More About the Author

Arturo Perez Reverte lives near Madrid. Originally a war correspondent, he now writes fiction full time. His novels include THE FLANDERS PANEL, THE CLUB DUMAS, THE FENCING MASTER, THE SEVILLE COMMUNION, THE NAUTICAL CHART, THE QUEEN OF THE SOUTH and the bestselling CAPTAIN ALATRISTE series. In 2003 he was elected to the Spanish Royal Academy. His website can be visited at www.perez-reverte.com


Author photo (c) Jon Barandica

Product Description

Amazon Review

The fifth novel from the much acclaimed Spanish literary magician Arturo Pérez-Reverte, The Nautical Chart, is (the subtitle tells us) "a novel of adventure", and this vivid and colourful tale of lost treasure, love and betrayal on the high seas is a work that conjures the shade of past masters of nautical adventure. Conrad, Melville and Stevenson are in this heady brew, but not one of those masters ever produced something quite as rich and strange as Pérez-Reverte's utterly individual narrative--although it certainly won't be to every taste.

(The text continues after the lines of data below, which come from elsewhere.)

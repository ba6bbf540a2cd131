//! AST → MIR lowering.
//!
//! One MIR function per non-generic source function, each starting from a
//! single `entry` block. Temporaries (`t0`, `t1`, ...) and block labels
//! (`then0`, `cond1`, ...) come from monotonic counters scoped to the
//! lowerer, so names are unique within a module.
//!
//! Variables lower to named allocas: `let`/`:=` emit an alloca plus a store,
//! reads emit loads, assignments emit stores. String literals intern into
//! module globals with synthetic `str.N` names and lower to `@str.N`
//! operands. Control flow lowers to the block shapes described in the
//! submodule docs; an explicit [`LoopFrame`] stack gives `break`/`continue`
//! their targets, so nested loops are unambiguous.
//!
//! Lowering assumes a checked AST. Internal invariant violations (a `break`
//! with no enclosing loop reaching this far) abort with a diagnostic rather
//! than producing malformed MIR.

mod expr;
mod stmt;

use std::collections::HashMap;

use yar_base::{Diagnostic, Interner, Result};
use yar_syntax::ast::{Decl, Expr, FnDecl, Module, TypeExpr};

use crate::mir::{BasicBlock, Inst, MirFunction, MirModule, MirType};

/// Break/continue targets for one enclosing loop.
pub(crate) struct LoopFrame {
    pub continue_label: String,
    pub break_label: String,
}

pub struct Lowerer<'a> {
    pub(crate) interner: &'a Interner,
    pub(crate) module: MirModule,
    temp_count: u32,
    label_count: u32,
    str_count: u32,
    pub(crate) loop_stack: Vec<LoopFrame>,
    cur_fn: usize,
    cur_block: usize,
    /// Per-function map from variable name to the type of its slot.
    pub(crate) var_types: HashMap<String, MirType>,
    pub(crate) fn_ret: MirType,
}

/// Lowers every non-generic function of a checked module to MIR.
pub fn lower_module(interner: &Interner, module: &Module) -> Result<MirModule> {
    let mut lowerer = Lowerer::new(interner);
    for decl in &module.decls {
        if let Decl::Fn(f) = decl {
            // Generic bodies wait for monomorphization.
            if f.generics.is_empty() {
                lowerer.lower_function(f)?;
            }
        }
    }
    Ok(lowerer.module)
}

impl<'a> Lowerer<'a> {
    pub fn new(interner: &'a Interner) -> Self {
        Self {
            interner,
            module: MirModule::new(),
            temp_count: 0,
            label_count: 0,
            str_count: 0,
            loop_stack: Vec::new(),
            cur_fn: 0,
            cur_block: 0,
            var_types: HashMap::new(),
            fn_ret: MirType::void(),
        }
    }

    pub(crate) fn fresh_temp(&mut self) -> String {
        let n = self.temp_count;
        self.temp_count += 1;
        format!("t{}", n)
    }

    /// One id per control-flow construct; its blocks share the suffix
    /// (`then3`/`else3`/`merge3`).
    pub(crate) fn fresh_label_id(&mut self) -> u32 {
        let n = self.label_count;
        self.label_count += 1;
        n
    }

    /// Interns a string constant, returning its `@`-operand.
    pub(crate) fn intern_string(&mut self, value: &str) -> String {
        let name = format!("str.{}", self.str_count);
        self.str_count += 1;
        self.module.globals.push(crate::mir::GlobalString {
            name: name.clone(),
            value: value.to_string(),
        });
        format!("@{}", name)
    }

    pub(crate) fn emit(&mut self, inst: Inst) {
        self.module.functions[self.cur_fn].blocks[self.cur_block]
            .insts
            .push(inst);
    }

    /// Appends a fresh block to the current function and makes it current.
    pub(crate) fn start_block(&mut self, label: String) {
        let blocks = &mut self.module.functions[self.cur_fn].blocks;
        blocks.push(BasicBlock::new(label));
        self.cur_block = blocks.len() - 1;
    }

    pub(crate) fn current_terminated(&self) -> bool {
        self.module.functions[self.cur_fn].blocks[self.cur_block].is_terminated()
    }

    fn lower_function(&mut self, f: &FnDecl) -> Result<()> {
        let name = self.interner.resolve(f.name).to_string();
        let params: Vec<(String, MirType)> = f
            .params
            .iter()
            .map(|p| {
                (
                    self.interner.resolve(p.name).to_string(),
                    self.mir_type_of(&p.ty),
                )
            })
            .collect();
        let ret = match &f.ret {
            Some(ty) => self.mir_type_of(ty),
            None => MirType::void(),
        };

        self.module.functions.push(MirFunction {
            name,
            params: params.clone(),
            ret: ret.clone(),
            blocks: vec![BasicBlock::new("entry")],
        });
        self.cur_fn = self.module.functions.len() - 1;
        self.cur_block = 0;
        self.var_types.clear();
        self.fn_ret = ret.clone();
        for (pname, pty) in params {
            self.var_types.insert(pname, pty);
        }

        for stmt in &f.body.stmts {
            self.lower_stmt(stmt)?;
        }

        // Fall-through exit still runs defers; a void function gets its
        // implicit return, anything else returns a zero of its type.
        if !self.current_terminated() {
            self.emit(Inst::DeferRunAll);
            if ret.is_void() {
                self.emit(Inst::Ret {
                    value: None,
                    ty: MirType::void(),
                });
            } else {
                self.emit(Inst::Ret {
                    value: Some("0".to_string()),
                    ty: ret,
                });
            }
        }
        Ok(())
    }

    /// Maps a surface type to its MIR counterpart. Unsigned integers share
    /// their width's LLVM spelling; aggregates have no scalar slot type and
    /// default to `i32`.
    pub(crate) fn mir_type_of(&self, ty: &TypeExpr) -> MirType {
        match ty {
            TypeExpr::Named { segments, .. } => {
                if segments.len() == 1 {
                    let name = self.interner.resolve(segments[0]);
                    return MirType::prim(prim_llvm_name(name));
                }
                MirType::i32()
            }
            TypeExpr::Ref { elem, .. } | TypeExpr::RawPtr { elem, .. } => {
                MirType::ptr(self.mir_type_of(elem))
            }
            TypeExpr::Slice { elem, .. } | TypeExpr::Array { elem, .. } => {
                MirType::ptr(self.mir_type_of(elem))
            }
            TypeExpr::Tuple { .. } => MirType::i32(),
            TypeExpr::Void { .. } => MirType::void(),
        }
    }

    /// Shallow type inference over expressions, enough to give loads, stores,
    /// and binary ops their operand types.
    pub(crate) fn infer_expr_type(&self, expr: &Expr) -> MirType {
        match expr {
            Expr::IntLit { .. } => MirType::i32(),
            Expr::FloatLit { .. } => MirType::prim("double"),
            Expr::BoolLit { .. } => MirType::i1(),
            Expr::CharLit { .. } => MirType::prim("i8"),
            Expr::StrLit { .. } => MirType::byte_ptr(),
            Expr::NilLit { .. } => MirType::byte_ptr(),
            Expr::Ident { name, .. } => {
                let text = self.interner.resolve(*name);
                self.var_types
                    .get(text)
                    .cloned()
                    .unwrap_or_else(MirType::i32)
            }
            Expr::Binary { op, left, .. } => {
                if expr_op_is_comparison(*op) {
                    MirType::i1()
                } else {
                    self.infer_expr_type(left)
                }
            }
            Expr::Unary { op, operand, .. } => match op {
                yar_syntax::ast::UnaryOp::Not => MirType::i1(),
                yar_syntax::ast::UnaryOp::Deref => match self.infer_expr_type(operand) {
                    MirType::Ptr(inner) => *inner,
                    other => other,
                },
                yar_syntax::ast::UnaryOp::Ref | yar_syntax::ast::UnaryOp::RefMut => {
                    MirType::ptr(self.infer_expr_type(operand))
                }
                _ => self.infer_expr_type(operand),
            },
            Expr::Call { callee, .. } => match callee_name(self.interner, callee) {
                Some(name) => self.lookup_fn_ret(&name),
                None => MirType::i32(),
            },
            Expr::Try { inner, .. } => self.infer_expr_type(inner),
            _ => MirType::i32(),
        }
    }

    /// Return type of a callee: `println` is void, known functions report
    /// their signature, unknown callees default to `i32` and become external
    /// declarations at emit time.
    pub(crate) fn lookup_fn_ret(&self, name: &str) -> MirType {
        if name == "println" {
            return MirType::void();
        }
        match self.module.function(name) {
            Some(f) => f.ret.clone(),
            None => MirType::i32(),
        }
    }
}

pub(crate) fn callee_name(interner: &Interner, callee: &Expr) -> Option<String> {
    match callee {
        Expr::Ident { name, .. } => Some(interner.resolve(*name).to_string()),
        // A qualified `module.Symbol` call flattens to the symbol name; the
        // linker sees one flat namespace.
        Expr::Field { field, .. } => Some(interner.resolve(*field).to_string()),
        _ => None,
    }
}

fn expr_op_is_comparison(op: yar_syntax::ast::BinaryOp) -> bool {
    op.is_comparison()
}

fn prim_llvm_name(name: &str) -> &'static str {
    match name {
        "i8" | "u8" | "char" => "i8",
        "i16" | "u16" => "i16",
        "i64" | "u64" | "usize" => "i64",
        "f32" => "float",
        "f64" => "double",
        "bool" => "i1",
        "void" => "void",
        _ => "i32",
    }
}

pub(crate) fn internal_error(message: impl Into<String>) -> Diagnostic {
    Diagnostic::new(message, yar_base::Span::default())
}

#[cfg(test)]
mod tests {
    use super::*;
    use yar_syntax::Parser;

    pub(crate) fn lower_src(source: &str) -> MirModule {
        let mut interner = Interner::new();
        let mut parser = Parser::new(source, &mut interner);
        let module = parser.parse_module();
        assert!(parser.errors.is_empty(), "parse: {:?}", parser.errors);
        drop(parser);
        lower_module(&interner, &module).expect("lowering failed")
    }

    #[test]
    fn empty_void_function_gets_implicit_return() {
        let mir = lower_src("fn main() { }");
        let f = mir.function("main").unwrap();
        assert_eq!(f.blocks.len(), 1);
        assert_eq!(f.blocks[0].label, "entry");
        assert!(matches!(
            f.blocks[0].insts.as_slice(),
            [Inst::DeferRunAll, Inst::Ret { value: None, .. }]
        ));
    }

    #[test]
    fn every_block_ends_with_a_terminator() {
        let mir = lower_src(
            "fn main() {\n\
               let mut x: i32 = 0\n\
               while x < 10 {\n\
                 if x == 5 { break }\n\
                 x = x + 1\n\
               }\n\
             }",
        );
        let f = mir.function("main").unwrap();
        for block in &f.blocks {
            assert!(
                block.is_terminated(),
                "block {} lacks a terminator",
                block.label
            );
        }
    }

    #[test]
    fn generic_functions_are_not_lowered() {
        let mir = lower_src("fn id<T>(x T) T { return x }\nfn main() { }");
        assert!(mir.function("id").is_none());
        assert!(mir.function("main").is_some());
    }

    #[test]
    fn string_literals_intern_into_globals() {
        let mir = lower_src("fn main() { println(\"a\")\nprintln(\"b\") }");
        assert_eq!(mir.globals.len(), 2);
        assert_eq!(mir.globals[0].name, "str.0");
        assert_eq!(mir.globals[0].value, "a");
        assert_eq!(mir.globals[1].name, "str.1");
    }

    #[test]
    fn unknown_callees_default_to_i32_return() {
        let mir = lower_src("fn main() { let x = external(1) }");
        let f = mir.function("main").unwrap();
        let call = f.blocks[0]
            .insts
            .iter()
            .find_map(|i| match i {
                Inst::Call { ret, dest, .. } => Some((ret.clone(), dest.clone())),
                _ => None,
            })
            .unwrap();
        assert_eq!(call.0, MirType::i32());
        assert!(call.1.is_some());
    }

    #[test]
    fn known_callee_return_types_are_found() {
        let mir = lower_src(
            "fn flag() bool { return true }\n\
             fn main() { let b = flag() }",
        );
        let f = mir.function("main").unwrap();
        let ret = f
            .blocks
            .iter()
            .flat_map(|b| &b.insts)
            .find_map(|i| match i {
                Inst::Call { ret, .. } => Some(ret.clone()),
                _ => None,
            })
            .unwrap();
        assert_eq!(ret, MirType::i1());
    }
}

A beautiful woman named Tánger Soto is at the centre of The Nautical Chart. Nearly 230 years after it went to the bottom, Tánger has uncovered the location of a brigantine called the Dei Gloria, a significant ship of the Jesuit brethren's fleet sunk by pirates in the 17th century. Working for the Naval Museum in Madrid, she keeps her discovery clandestine until she is able to enlist the aid of the laconic seaman Manuel Coy at a maritime auction in Barcelona. He is persuaded to join her on a wild treasure hunt off the southern coast of Spain, fully aware that this is much more than a simple search-and-recover mission, and that Tánger is as full of secrets as the sunken vessel they are tracking down. Coy is a suspended sailor with nothing to do, a mariner without a ship. Tánger utilises her singular manipulative skills with men and her expertise with documents, atlases, and nautical maps to chart the search for the lost treasure. Coy is bewitched by his fiercely determined companion, and before long finds himself falling in love. Along with El Piloto, the canny old man of the sea whose sailboat they chart, they head into perilous seas that promise fortune--or death.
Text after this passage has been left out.